Tropicals instantly evoke a sense of serenity with their ability to make us dream of white sand and blue water. This summer, create your own vacation hideaway at home by adding tropical plants to your outdoor living space. If you have a tropical plant already, now is the perfect time to take it outside for the season. Here are a few plants that you can enjoy both inside and out this season.

Boston Fern

Boston Fern

If you are looking for beautiful foliage, look no further than the Boston Fern. This popular fern’s trailing, flat fronds make it an excellent addition to any hanging basket. Native to the forest floors of the tropics, these plants thrive in cool places with high humidity and indirect light. The key to keeping your fern healthy is to keep it moist, mimicking its natural environment as closely as possible. Feed your fern a diluted amount of Jack’s All Purpose fertilizer during the summer, then provide it the standard dose of fertilizer when it goes back inside for the winter. When indoors, keep it away from wood stoves or fireplaces, which dry out the air and deprive your plant of the humidity it loves.

Asparagus Fern

Asparagus Fern

The Asparagus Fern is not actually a true fern, but a member of the lily family. Its trailing foliage is perfect for containers and hanging baskets. This fern’s needle-like fronds and produce white flowers and red berries when situated in ideal conditions. Just like the Boston Fern, keep this fern moist to keep it happy and place it far away from your fireplace or wood stove during the cool months! Feed it a diluted amount of all purpose fertilizer during the summer to help its foliage show better and then the recommended amount when your fern goes back inside for the winter.

Citrus Plants

Lemon Tree

Keep a slice of tropical paradise in your home with a potted citrus plant. Fragrant flowers and delicious fruit we all love make this plant is one that will delight all year. There are many varieties of citrus fruits, though the most popular ones are lemons (Meyer and Ponderosa varieties), limes, and oranges. Bring your citrus plant outside for the summer to provide your plant with more sun and to allow for pollination. The best month to transition your plant outdoors is May, and the best time to bring it back inside is toward the end of September. Let the plant slowly acclimate to the new light and the space when transitioning indoors and out.
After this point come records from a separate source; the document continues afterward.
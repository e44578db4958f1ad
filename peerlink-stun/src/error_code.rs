use crate::attributes::*;
use crate::message::*;
use shared::error::*;
use std::fmt;

/// ErrorCodeAttribute represents ERROR-CODE attribute.
///
/// RFC 5389 Section 15.6
#[derive(Default, Debug, Clone, PartialEq, Eq)]
pub struct ErrorCodeAttribute {
    pub code: ErrorCode,
    pub reason: Vec<u8>,
}

impl fmt::Display for ErrorCodeAttribute {
    fn fmt(&self, f: &mut fmt::Formatter<'_>) -> fmt::Result {
        let reason = String::from_utf8_lossy(&self.reason);
        write!(f, "{}: {}", self.code.0, reason)
    }
}

// constants for ERROR-CODE encoding.
const ERROR_CODE_CLASS_BYTE: usize = 2;
const ERROR_CODE_NUMBER_BYTE: usize = 3;
const ERROR_CODE_REASON_START: usize = 4;
const ERROR_CODE_REASON_MAX_B: usize = 763;
const ERROR_CODE_MODULO: u16 = 100;

impl Setter for ErrorCodeAttribute {
    /// add_to adds ERROR-CODE to m.
    fn add_to(&self, m: &mut Message) -> Result<()> {
        check_overflow(
            ATTR_ERROR_CODE,
            self.reason.len() + ERROR_CODE_REASON_START,
            ERROR_CODE_REASON_MAX_B + ERROR_CODE_REASON_START,
        )?;

        let mut value: Vec<u8> = Vec::with_capacity(ERROR_CODE_REASON_START + self.reason.len());

        let number = (self.code.0 % ERROR_CODE_MODULO) as u8; // error code modulo 100
        let class = (self.code.0 / ERROR_CODE_MODULO) as u8; // hundred digit
        value.extend_from_slice(&[0, 0]);
        value.push(class); // [ERROR_CODE_CLASS_BYTE]
        value.push(number); // [ERROR_CODE_NUMBER_BYTE]
        value.extend_from_slice(&self.reason); // [ERROR_CODE_REASON_START:]

        m.add(ATTR_ERROR_CODE, &value);

        Ok(())
    }
}

impl Getter for ErrorCodeAttribute {
    /// get_from decodes ERROR-CODE from m.
    fn get_from(&mut self, m: &Message) -> Result<()> {
        let v = m.get(ATTR_ERROR_CODE)?;

        if v.len() < ERROR_CODE_REASON_START {
            return Err(Error::ErrUnexpectedHeaderEof);
        }

        let class = v[ERROR_CODE_CLASS_BYTE] as u16;
        let number = v[ERROR_CODE_NUMBER_BYTE] as u16;
        let code = class * ERROR_CODE_MODULO + number;
        self.code = ErrorCode(code);
        self.reason = v[ERROR_CODE_REASON_START..].to_vec();

        Ok(())
    }
}

/// ErrorCode is code for ERROR-CODE attribute.
#[derive(PartialEq, Eq, Hash, Copy, Clone, Default, Debug)]
pub struct ErrorCode(pub u16);

/// Possible error codes.
pub const CODE_TRY_ALTERNATE: ErrorCode = ErrorCode(300);
pub const CODE_BAD_REQUEST: ErrorCode = ErrorCode(400);
pub const CODE_UNAUTHORIZED: ErrorCode = ErrorCode(401);
pub const CODE_UNKNOWN_ATTRIBUTE: ErrorCode = ErrorCode(420);
pub const CODE_STALE_NONCE: ErrorCode = ErrorCode(438);
pub const CODE_ROLE_CONFLICT: ErrorCode = ErrorCode(487);
pub const CODE_SERVER_ERROR: ErrorCode = ErrorCode(500);

impl ErrorCode {
    /// reason returns the default reason phrase for a known code.
    pub fn reason(&self) -> &'static str {
        match *self {
            CODE_TRY_ALTERNATE => "Try Alternate",
            CODE_BAD_REQUEST => "Bad Request",
            CODE_UNAUTHORIZED => "Unauthorized",
            CODE_UNKNOWN_ATTRIBUTE => "Unknown Attribute",
            CODE_STALE_NONCE => "Stale Nonce",
            CODE_ROLE_CONFLICT => "Role Conflict",
            CODE_SERVER_ERROR => "Server Error",
            _ => "Unknown Error",
        }
    }
}

impl Setter for ErrorCode {
    /// add_to adds ERROR-CODE with the default reason phrase to m.
    fn add_to(&self, m: &mut Message) -> Result<()> {
        let a = ErrorCodeAttribute {
            code: *self,
            reason: self.reason().as_bytes().to_vec(),
        };
        a.add_to(m)
    }
}
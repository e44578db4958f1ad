use super::handshake_random::*;
use super::*;
use crate::cipher_suite::*;
use crate::compression_methods::*;
use crate::extension::*;
use crate::record_layer::record_layer_header::*;

use byteorder::{BigEndian, ReadBytesExt, WriteBytesExt};

/// The server will send this message in response to a ClientHello
/// message when it was able to find an acceptable set of algorithms.
/// If it cannot find such a match, it will respond with a handshake
/// failure alert.
/// <https://tools.ietf.org/html/rfc5246#section-7.4.1.3>
#[derive(Clone, Debug, PartialEq)]
pub struct HandshakeMessageServerHello {
    pub(crate) version: ProtocolVersion,
    pub(crate) random: HandshakeRandom,
    pub(crate) session_id: Vec<u8>,
    pub(crate) cipher_suite: CipherSuiteId,
    pub(crate) compression_method: CompressionMethodId,
    pub(crate) extensions: Vec<Extension>,
}

impl HandshakeMessageServerHello {
    pub fn handshake_type(&self) -> HandshakeType {
        HandshakeType::ServerHello
    }

    pub fn size(&self) -> usize {
        2 + self.random.size()
            + 1
            + self.session_id.len()
            + 2
            + 1
            + extensions_size(&self.extensions)
    }

    pub fn marshal<W: Write>(&self, writer: &mut W) -> Result<()> {
        writer.write_u8(self.version.major)?;
        writer.write_u8(self.version.minor)?;
        self.random.marshal(writer)?;

        writer.write_u8(self.session_id.len() as u8)?;
        writer.write_all(&self.session_id)?;

        writer.write_u16::<BigEndian>(self.cipher_suite as u16)?;
        writer.write_u8(self.compression_method as u8)?;

        marshal_extensions(&self.extensions, writer)?;

        Ok(writer.flush()?)
    }

    pub fn unmarshal<R: Read>(reader: &mut R) -> Result<Self> {
        let major = reader.read_u8()?;
        let minor = reader.read_u8()?;
        let random = HandshakeRandom::unmarshal(reader)?;

        let session_id_len = reader.read_u8()? as usize;
        let mut session_id = vec![0u8; session_id_len];
        reader.read_exact(&mut session_id)?;

        let cipher_suite: CipherSuiteId = reader.read_u16::<BigEndian>()?.into();
        let compression_method: CompressionMethodId = reader.read_u8()?.into();
        if compression_method == CompressionMethodId::Unsupported {
            return Err(Error::ErrInvalidCompressionMethod);
        }

        let mut rest = vec![];
        reader.read_to_end(&mut rest)?;
        let extensions = unmarshal_extensions(&rest)?;

        Ok(HandshakeMessageServerHello {
            version: ProtocolVersion { major, minor },
            random,
            session_id,
            cipher_suite,
            compression_method,
            extensions,
        })
    }
}
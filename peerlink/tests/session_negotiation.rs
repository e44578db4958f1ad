/// Signaling and description handling of a single peer, driven with
/// hand-written remote descriptions.
use peerlink::peer_connection::RTCPeerConnection;
use peerlink::peer_connection::certificate::RTCCertificate;
use peerlink::peer_connection::configuration::RTCConfigurationBuilder;
use peerlink::peer_connection::configuration::bundle_policy::BundlePayloadTypePolicy;
use peerlink::peer_connection::configuration::media_engine::MediaKind;
use peerlink::peer_connection::configuration::setting_engine::SettingEngine;
use peerlink::peer_connection::event::RTCPeerConnectionEvent;
use peerlink::peer_connection::sdp::{RTCSdpType, RTCSessionDescription};
use peerlink::peer_connection::state::RTCSignalingState;
use peerlink::sansio::Protocol;
use peerlink::sdp::direction::Direction;
use peerlink::shared::error::{Error, Result};

fn peer() -> Result<RTCPeerConnection> {
    RTCPeerConnection::new(RTCConfigurationBuilder::new().build())
}

fn peer_with_policy(policy: BundlePayloadTypePolicy) -> Result<RTCPeerConnection> {
    let mut setting_engine = SettingEngine::default();
    setting_engine.set_bundle_payload_type_policy(policy);
    RTCPeerConnection::new(
        RTCConfigurationBuilder::new()
            .with_setting_engine(setting_engine)
            .build(),
    )
}

fn signaling_changes(pc: &mut RTCPeerConnection) -> Vec<RTCSignalingState> {
    let mut states = vec![];
    while let Some(ev) = pc.poll_event() {
        if let RTCPeerConnectionEvent::OnSignalingStateChangeEvent(s) = ev {
            states.push(s);
        }
    }
    states
}

/// A remote offer with the session header, ICE credentials and a valid
/// fingerprint in front of `body`.
fn remote_offer(group: &str, body: &str) -> Result<RTCSessionDescription> {
    let fp = &RTCCertificate::generate()?.get_fingerprints()[0];
    let mut sdp = "v=0\r\no=- 1 2 IN IP4 127.0.0.1\r\ns=-\r\nt=0 0\r\n".to_owned();
    if !group.is_empty() {
        sdp += &format!("a=group:BUNDLE {group}\r\n");
    }
    sdp += &format!(
        "a=ice-ufrag:remoteufrag\r\na=ice-pwd:remotepasswordremotepassword\r\n\
         a=fingerprint:{} {}\r\na=setup:actpass\r\n",
        fp.algorithm, fp.value
    );
    sdp += body;
    RTCSessionDescription::offer(sdp)
}

fn remote_mid(pc: &RTCPeerConnection, index: usize) -> Result<Option<String>> {
    let parsed = pc
        .remote_description()
        .ok_or(Error::ErrNoRemoteDescription)?
        .unmarshal()?;
    Ok(parsed.media_descriptions[index].mid().map(str::to_owned))
}

const AUDIO_NO_MID: &str = "m=audio 9 UDP/TLS/RTP/SAVPF 111\r\na=rtpmap:111 opus/48000/2\r\n";

#[test]
fn test_signaling_transitions() -> Result<()> {
    let mut pc = peer()?;
    assert_eq!(pc.create_answer(), Err(Error::ErrNoRemoteDescription));
    assert_eq!(
        pc.set_local_description(RTCSessionDescription::rollback()),
        Err(Error::ErrSignalingStateCannotRollback)
    );

    let offer = pc.create_offer()?;
    assert!(pc.set_remote_description(RTCSessionDescription::answer(offer.sdp.clone())?).is_err());

    // an empty offer stands for the last one created
    let mut last_offer = RTCSessionDescription::default();
    last_offer.sdp_type = RTCSdpType::Offer;
    pc.set_local_description(last_offer)?;
    assert_eq!(pc.signaling_state(), RTCSignalingState::HaveLocalOffer);
    assert_eq!(pc.pending_local_description(), Some(&offer));
    assert_eq!(pc.create_answer(), Err(Error::ErrNoRemoteDescription));

    pc.set_local_description(RTCSessionDescription::rollback())?;
    assert_eq!(pc.signaling_state(), RTCSignalingState::Stable);
    assert!(pc.local_description().is_none());
    assert_eq!(
        signaling_changes(&mut pc),
        vec![
            RTCSignalingState::HaveLocalOffer,
            RTCSignalingState::Stable
        ]
    );
    Ok(())
}

#[test]
fn test_pranswer_then_answer() -> Result<()> {
    let mut pc = peer()?;
    pc.set_remote_description(remote_offer("", "m=audio 9 UDP/TLS/RTP/SAVPF 111\r\na=mid:a\r\na=rtpmap:111 opus/48000/2\r\n")?)?;
    assert_eq!(pc.signaling_state(), RTCSignalingState::HaveRemoteOffer);

    let answer = pc.create_answer()?;
    assert!(answer.sdp.contains("a=setup:active"));
    pc.set_local_description(RTCSessionDescription::pranswer(answer.sdp.clone())?)?;
    assert_eq!(pc.signaling_state(), RTCSignalingState::HaveLocalPranswer);

    pc.set_local_description(answer.clone())?;
    assert_eq!(pc.signaling_state(), RTCSignalingState::Stable);
    assert_eq!(pc.current_local_description(), Some(&answer));
    assert!(pc.current_remote_description().is_some());
    assert!(pc.pending_remote_description().is_none());

    // the answered section takes part in the next local offer
    assert_eq!(pc.local_media_sections()[0].mid, "a");
    assert!(pc.create_offer()?.sdp.contains("a=mid:a"));
    Ok(())
}

#[test]
fn test_remote_mid_backfill_continues() -> Result<()> {
    let mut pc = peer()?;

    pc.set_remote_description(remote_offer("", AUDIO_NO_MID)?)?;
    assert_eq!(remote_mid(&pc, 0)?.as_deref(), Some("0"));
    let answer = pc.create_answer()?;
    pc.set_local_description(answer)?;

    // the counter belongs to the session, not to one description
    pc.set_remote_description(remote_offer("", AUDIO_NO_MID)?)?;
    assert_eq!(remote_mid(&pc, 0)?.as_deref(), Some("1"));

    // a BUNDLE group naming no backfilled section is tolerated
    pc.set_remote_description(RTCSessionDescription::rollback())?;
    pc.set_remote_description(remote_offer("x", AUDIO_NO_MID)?)?;
    assert_eq!(remote_mid(&pc, 0)?.as_deref(), Some("2"));
    let report = pc.validation_report().ok_or(Error::ErrNoRemoteDescription)?;
    assert_eq!(report.unknown_bundle_mids, vec!["x".to_owned()]);
    Ok(())
}

#[test]
fn test_remote_bundle_validation() -> Result<()> {
    let colliding = "m=audio 9 UDP/TLS/RTP/SAVPF 96\r\na=mid:0\r\na=rtpmap:96 opus/48000/2\r\n\
                     m=video 9 UDP/TLS/RTP/SAVPF 96\r\na=mid:1\r\na=rtpmap:96 VP8/90000\r\n";

    // recorded by default
    let mut pc = peer()?;
    pc.set_remote_description(remote_offer("0 1", colliding)?)?;
    let report = pc.validation_report().ok_or(Error::ErrNoRemoteDescription)?;
    assert!(!report.valid_bundled_payload_types);
    assert_eq!(report.payload_type_collisions.len(), 1);

    let mut pc = peer_with_policy(BundlePayloadTypePolicy::Reject)?;
    assert!(matches!(
        pc.set_remote_description(remote_offer("0 1", colliding)?),
        Err(Error::ErrInvalidParameter(_))
    ));
    assert_eq!(pc.signaling_state(), RTCSignalingState::Stable);

    // one id, two URIs inside a BUNDLE group
    let rebound = "m=audio 9 UDP/TLS/RTP/SAVPF 111\r\na=mid:0\r\na=rtpmap:111 opus/48000/2\r\n\
                   a=extmap:1 urn:ietf:params:rtp-hdrext:sdes:mid\r\n\
                   m=video 9 UDP/TLS/RTP/SAVPF 96\r\na=mid:1\r\na=rtpmap:96 VP8/90000\r\n\
                   a=extmap:1 urn:ietf:params:rtp-hdrext:ssrc-audio-level\r\n";
    let mut pc = peer()?;
    assert!(matches!(
        pc.set_remote_description(remote_offer("0 1", rebound)?),
        Err(Error::ErrInvalidParameter(_))
    ));
    assert!(pc.remote_description().is_none());

    let long_mid = "m=audio 9 UDP/TLS/RTP/SAVPF 111\r\na=mid:0123456789abcdefg\r\n\
                    a=rtpmap:111 opus/48000/2\r\n";
    assert!(matches!(
        pc.set_remote_description(remote_offer("", long_mid)?),
        Err(Error::ErrInvalidParameter(_))
    ));
    Ok(())
}

#[test]
fn test_local_ssrc_munging() -> Result<()> {
    let mut pc = peer()?;
    pc.add_media_section(MediaKind::Audio, Direction::Sendrecv)?;
    pc.add_media_section(MediaKind::Video, Direction::Sendonly)?;
    pc.add_media_section(MediaKind::Video, Direction::Recvonly)?;

    let ssrcs: Vec<Option<u32>> = pc
        .local_media_sections()
        .iter()
        .map(|s| s.source.as_ref().map(|src| src.ssrc))
        .collect();
    let (Some(audio), Some(video), None) = (ssrcs[0], ssrcs[1], ssrcs[2]) else {
        panic!("unexpected sources {ssrcs:?}");
    };

    let offer = pc.create_offer()?;

    // the video SSRC replaced by the audio one
    let across = offer
        .sdp
        .replace(&format!("a=ssrc:{video} "), &format!("a=ssrc:{audio} "));
    assert_eq!(
        pc.set_local_description(RTCSessionDescription::offer(across)?),
        Err(Error::ErrDuplicateLocalSsrc(audio))
    );

    // one stream listed twice in its own section
    let within = offer.sdp.replacen(
        &format!("a=ssrc:{audio} cname:"),
        &format!("a=ssrc:{audio} cname:twice\r\na=ssrc:{audio} cname:"),
        1,
    );
    assert_eq!(
        pc.set_local_description(RTCSessionDescription::offer(within)?),
        Err(Error::ErrDuplicateLocalSsrc(audio))
    );
    assert_eq!(pc.signaling_state(), RTCSignalingState::Stable);

    pc.set_local_description(offer)?;
    assert_eq!(pc.signaling_state(), RTCSignalingState::HaveLocalOffer);
    Ok(())
}

#[test]
fn test_rejected_remote_offer_changes_nothing() -> Result<()> {
    let mut pc = peer()?;

    let sha1_offer = RTCSessionDescription::offer(format!(
        "v=0\r\no=- 1 2 IN IP4 127.0.0.1\r\ns=-\r\nt=0 0\r\n\
         a=ice-ufrag:remoteufrag\r\na=ice-pwd:remotepasswordremotepassword\r\n\
         a=fingerprint:sha-1 AA:BB:CC:DD\r\na=setup:actpass\r\n{AUDIO_NO_MID}"
    ))?;
    assert_eq!(
        pc.set_remote_description(sha1_offer),
        Err(Error::ErrUnsupportedFingerprintAlgorithm)
    );
    assert_eq!(pc.signaling_state(), RTCSignalingState::Stable);
    assert!(pc.remote_description().is_none());
    assert!(pc.validation_report().is_none());
    assert!(signaling_changes(&mut pc).is_empty());

    // the failed offer did not use up a mid
    pc.set_remote_description(remote_offer("", AUDIO_NO_MID)?)?;
    assert_eq!(pc.signaling_state(), RTCSignalingState::HaveRemoteOffer);
    assert_eq!(remote_mid(&pc, 0)?.as_deref(), Some("0"));
    Ok(())
}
To encourage health and beauty in your plants, fertilize every 7-10 days with a citrus fertilizer like Jack’s Citrus Feed.

Medinillas

Medinilla

Native to the Philippines, medinilla has been prized as an exotic houseplant by European nobility for hundreds of years! This tropical features dramatic, drooping pink blooms that last about 3 months, and a grape-like cluster of lavender flowers which bloom for a shorter time. When caring for your medinilla, water it well all the way down to the bottom of the pot and then let it dry ¾ of the way before watering again. Check regularly to find out how long this takes. These plants enjoy at least 4 hours of sun each day, but dislikes direct light.

Mandevillas

Mandevilla

Mandevillas with their stunning pinwheel shaped flowers provide vibrant color year round. Native to the southwestern United States and Central America, they come in many wonderful colors as well as night illuminating whites. They are easy to care for, thriving in bright, indirect or filtered sunlight. Give your plant  a balanced, high phosphorus fertilizer (20-20-20 or Osmocote) once every two weeks in the summer to boost the blooms. It is a vine, so give it a trellis to climb up as it grows!